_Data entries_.
.....

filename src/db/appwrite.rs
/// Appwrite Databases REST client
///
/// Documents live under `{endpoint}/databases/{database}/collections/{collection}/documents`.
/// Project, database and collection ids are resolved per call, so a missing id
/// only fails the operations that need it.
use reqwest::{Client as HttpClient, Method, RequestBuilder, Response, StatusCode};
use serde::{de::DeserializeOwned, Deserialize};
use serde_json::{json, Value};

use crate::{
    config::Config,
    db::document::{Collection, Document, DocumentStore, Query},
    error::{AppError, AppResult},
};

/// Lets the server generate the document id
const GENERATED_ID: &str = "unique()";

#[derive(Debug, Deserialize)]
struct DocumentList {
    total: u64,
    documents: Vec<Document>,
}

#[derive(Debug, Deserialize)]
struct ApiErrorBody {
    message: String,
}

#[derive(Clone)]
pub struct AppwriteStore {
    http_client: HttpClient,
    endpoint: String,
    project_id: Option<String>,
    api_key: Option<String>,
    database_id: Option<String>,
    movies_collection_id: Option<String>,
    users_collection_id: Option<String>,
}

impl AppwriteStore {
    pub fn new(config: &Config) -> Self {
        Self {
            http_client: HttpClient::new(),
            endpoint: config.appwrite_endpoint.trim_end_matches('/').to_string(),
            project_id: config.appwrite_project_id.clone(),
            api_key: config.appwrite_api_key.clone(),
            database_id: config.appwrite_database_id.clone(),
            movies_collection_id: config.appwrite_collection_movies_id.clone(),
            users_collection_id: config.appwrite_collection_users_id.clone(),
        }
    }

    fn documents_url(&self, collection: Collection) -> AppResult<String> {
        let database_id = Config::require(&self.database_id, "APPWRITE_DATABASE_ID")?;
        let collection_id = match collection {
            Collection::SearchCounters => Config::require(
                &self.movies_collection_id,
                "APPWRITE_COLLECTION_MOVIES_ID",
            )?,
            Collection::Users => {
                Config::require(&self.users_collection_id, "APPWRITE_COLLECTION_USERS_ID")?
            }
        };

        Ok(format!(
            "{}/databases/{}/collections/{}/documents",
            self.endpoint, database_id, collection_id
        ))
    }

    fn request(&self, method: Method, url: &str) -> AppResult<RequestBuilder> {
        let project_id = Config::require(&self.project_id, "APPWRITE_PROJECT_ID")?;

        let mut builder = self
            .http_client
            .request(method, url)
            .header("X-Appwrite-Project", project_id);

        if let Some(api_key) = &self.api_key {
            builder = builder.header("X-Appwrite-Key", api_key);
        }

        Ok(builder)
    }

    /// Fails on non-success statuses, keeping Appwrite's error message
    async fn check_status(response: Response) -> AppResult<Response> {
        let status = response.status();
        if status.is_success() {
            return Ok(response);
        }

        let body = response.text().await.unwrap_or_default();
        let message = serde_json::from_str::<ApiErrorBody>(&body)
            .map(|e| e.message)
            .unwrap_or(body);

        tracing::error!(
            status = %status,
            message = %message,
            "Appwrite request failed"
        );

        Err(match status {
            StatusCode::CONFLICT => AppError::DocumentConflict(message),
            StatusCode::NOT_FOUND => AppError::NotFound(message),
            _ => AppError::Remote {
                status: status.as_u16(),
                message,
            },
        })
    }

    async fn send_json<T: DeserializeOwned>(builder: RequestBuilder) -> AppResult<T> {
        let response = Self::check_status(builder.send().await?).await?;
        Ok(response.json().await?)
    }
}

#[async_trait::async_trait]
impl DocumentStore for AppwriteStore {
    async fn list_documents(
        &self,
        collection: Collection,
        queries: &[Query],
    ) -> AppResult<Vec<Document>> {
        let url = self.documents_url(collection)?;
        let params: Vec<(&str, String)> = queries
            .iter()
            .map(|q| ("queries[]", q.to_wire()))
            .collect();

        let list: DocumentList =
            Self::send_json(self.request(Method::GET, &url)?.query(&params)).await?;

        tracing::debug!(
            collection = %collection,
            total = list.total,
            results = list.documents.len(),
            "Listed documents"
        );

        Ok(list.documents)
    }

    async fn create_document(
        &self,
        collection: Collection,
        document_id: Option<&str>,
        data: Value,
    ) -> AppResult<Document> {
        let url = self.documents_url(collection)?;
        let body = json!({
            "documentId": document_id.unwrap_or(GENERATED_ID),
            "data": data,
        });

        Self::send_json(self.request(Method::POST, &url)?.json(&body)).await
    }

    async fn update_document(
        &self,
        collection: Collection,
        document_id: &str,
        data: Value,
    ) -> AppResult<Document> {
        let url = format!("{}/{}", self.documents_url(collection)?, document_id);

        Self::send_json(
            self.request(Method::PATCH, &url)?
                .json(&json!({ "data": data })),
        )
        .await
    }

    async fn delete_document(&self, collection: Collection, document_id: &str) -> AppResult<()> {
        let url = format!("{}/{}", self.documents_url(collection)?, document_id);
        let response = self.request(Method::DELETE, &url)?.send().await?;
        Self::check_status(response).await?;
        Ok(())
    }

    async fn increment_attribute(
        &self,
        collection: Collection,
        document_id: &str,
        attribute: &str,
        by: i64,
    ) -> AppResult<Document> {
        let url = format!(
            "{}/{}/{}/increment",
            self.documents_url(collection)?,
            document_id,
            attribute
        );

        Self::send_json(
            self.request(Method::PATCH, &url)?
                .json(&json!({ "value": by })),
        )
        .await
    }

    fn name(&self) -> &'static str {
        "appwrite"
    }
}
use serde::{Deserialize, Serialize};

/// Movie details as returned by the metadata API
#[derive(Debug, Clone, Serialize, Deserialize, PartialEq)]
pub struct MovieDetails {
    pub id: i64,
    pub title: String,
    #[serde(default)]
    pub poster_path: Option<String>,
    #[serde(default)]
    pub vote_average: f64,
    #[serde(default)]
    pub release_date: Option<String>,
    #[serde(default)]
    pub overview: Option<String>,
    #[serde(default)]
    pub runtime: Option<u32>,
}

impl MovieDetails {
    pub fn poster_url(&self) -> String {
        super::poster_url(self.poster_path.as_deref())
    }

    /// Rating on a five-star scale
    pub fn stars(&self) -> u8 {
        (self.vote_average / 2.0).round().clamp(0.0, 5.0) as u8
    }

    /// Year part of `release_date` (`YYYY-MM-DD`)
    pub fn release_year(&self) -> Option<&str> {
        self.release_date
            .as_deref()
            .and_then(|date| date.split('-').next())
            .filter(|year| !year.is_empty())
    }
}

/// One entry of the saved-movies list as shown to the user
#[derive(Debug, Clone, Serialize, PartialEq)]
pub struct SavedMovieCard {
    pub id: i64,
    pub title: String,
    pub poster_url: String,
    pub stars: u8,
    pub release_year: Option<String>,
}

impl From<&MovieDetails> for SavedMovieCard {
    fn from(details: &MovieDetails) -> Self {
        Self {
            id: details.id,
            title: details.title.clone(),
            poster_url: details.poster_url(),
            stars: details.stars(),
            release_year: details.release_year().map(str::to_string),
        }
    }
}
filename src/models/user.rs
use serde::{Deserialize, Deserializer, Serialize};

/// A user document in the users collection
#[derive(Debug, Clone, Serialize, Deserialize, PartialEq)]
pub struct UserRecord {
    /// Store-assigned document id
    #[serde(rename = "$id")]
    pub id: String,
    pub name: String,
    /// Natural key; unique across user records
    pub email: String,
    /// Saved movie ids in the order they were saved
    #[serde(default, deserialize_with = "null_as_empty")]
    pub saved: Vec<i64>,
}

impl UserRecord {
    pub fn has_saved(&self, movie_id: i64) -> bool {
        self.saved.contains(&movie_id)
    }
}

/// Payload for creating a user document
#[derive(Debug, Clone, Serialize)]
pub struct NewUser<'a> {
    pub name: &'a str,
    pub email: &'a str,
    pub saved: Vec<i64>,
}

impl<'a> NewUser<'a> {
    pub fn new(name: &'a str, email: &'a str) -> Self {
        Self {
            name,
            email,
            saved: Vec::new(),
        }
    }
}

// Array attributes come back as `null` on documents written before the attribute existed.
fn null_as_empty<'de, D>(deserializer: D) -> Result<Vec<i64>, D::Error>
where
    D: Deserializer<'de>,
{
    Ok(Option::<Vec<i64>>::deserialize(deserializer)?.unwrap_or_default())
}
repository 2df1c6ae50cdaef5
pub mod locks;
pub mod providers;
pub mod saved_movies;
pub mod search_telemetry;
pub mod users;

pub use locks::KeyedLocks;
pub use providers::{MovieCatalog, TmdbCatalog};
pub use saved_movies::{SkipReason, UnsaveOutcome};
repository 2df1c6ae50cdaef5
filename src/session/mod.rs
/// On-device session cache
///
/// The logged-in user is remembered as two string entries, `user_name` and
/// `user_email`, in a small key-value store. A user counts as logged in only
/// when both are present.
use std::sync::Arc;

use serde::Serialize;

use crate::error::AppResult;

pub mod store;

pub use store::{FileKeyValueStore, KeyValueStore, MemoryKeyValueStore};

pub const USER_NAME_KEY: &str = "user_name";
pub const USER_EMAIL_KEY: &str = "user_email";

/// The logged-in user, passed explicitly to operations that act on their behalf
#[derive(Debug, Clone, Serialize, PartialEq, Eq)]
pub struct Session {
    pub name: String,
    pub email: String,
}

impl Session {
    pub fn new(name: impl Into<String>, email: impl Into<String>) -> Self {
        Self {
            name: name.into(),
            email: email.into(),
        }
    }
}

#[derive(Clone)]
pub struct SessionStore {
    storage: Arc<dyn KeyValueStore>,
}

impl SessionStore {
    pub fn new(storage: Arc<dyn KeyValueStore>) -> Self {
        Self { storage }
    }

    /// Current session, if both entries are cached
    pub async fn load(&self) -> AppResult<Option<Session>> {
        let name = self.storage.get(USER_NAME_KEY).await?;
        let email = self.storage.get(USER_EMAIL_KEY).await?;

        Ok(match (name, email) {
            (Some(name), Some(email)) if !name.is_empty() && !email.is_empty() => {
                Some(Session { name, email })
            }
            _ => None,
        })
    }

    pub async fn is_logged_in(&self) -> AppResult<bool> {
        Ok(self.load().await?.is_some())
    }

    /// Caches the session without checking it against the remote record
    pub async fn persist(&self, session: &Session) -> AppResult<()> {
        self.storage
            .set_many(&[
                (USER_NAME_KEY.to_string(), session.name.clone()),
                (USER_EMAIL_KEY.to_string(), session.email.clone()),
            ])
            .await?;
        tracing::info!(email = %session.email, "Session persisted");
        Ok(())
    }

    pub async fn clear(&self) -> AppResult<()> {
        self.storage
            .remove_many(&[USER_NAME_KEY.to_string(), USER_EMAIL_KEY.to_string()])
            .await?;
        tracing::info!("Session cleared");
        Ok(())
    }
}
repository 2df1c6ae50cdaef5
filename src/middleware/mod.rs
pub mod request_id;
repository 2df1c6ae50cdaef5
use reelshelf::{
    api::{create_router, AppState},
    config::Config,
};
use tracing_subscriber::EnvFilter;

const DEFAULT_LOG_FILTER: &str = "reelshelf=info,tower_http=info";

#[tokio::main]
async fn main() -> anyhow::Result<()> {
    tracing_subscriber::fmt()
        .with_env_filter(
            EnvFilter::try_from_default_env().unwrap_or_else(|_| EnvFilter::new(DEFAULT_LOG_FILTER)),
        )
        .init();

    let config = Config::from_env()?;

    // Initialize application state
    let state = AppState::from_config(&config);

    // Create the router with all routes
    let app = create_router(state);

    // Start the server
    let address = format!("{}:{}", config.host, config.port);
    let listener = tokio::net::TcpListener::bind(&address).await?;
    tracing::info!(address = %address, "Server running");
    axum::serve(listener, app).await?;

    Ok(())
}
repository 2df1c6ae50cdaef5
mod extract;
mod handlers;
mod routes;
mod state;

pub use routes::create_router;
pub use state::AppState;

.....

_WORK REQUIRED_.
Return every line of the records in which the word "DocumentList" is found.

_EXERCISE OUTPUT_.
struct DocumentList {
        let list: DocumentList =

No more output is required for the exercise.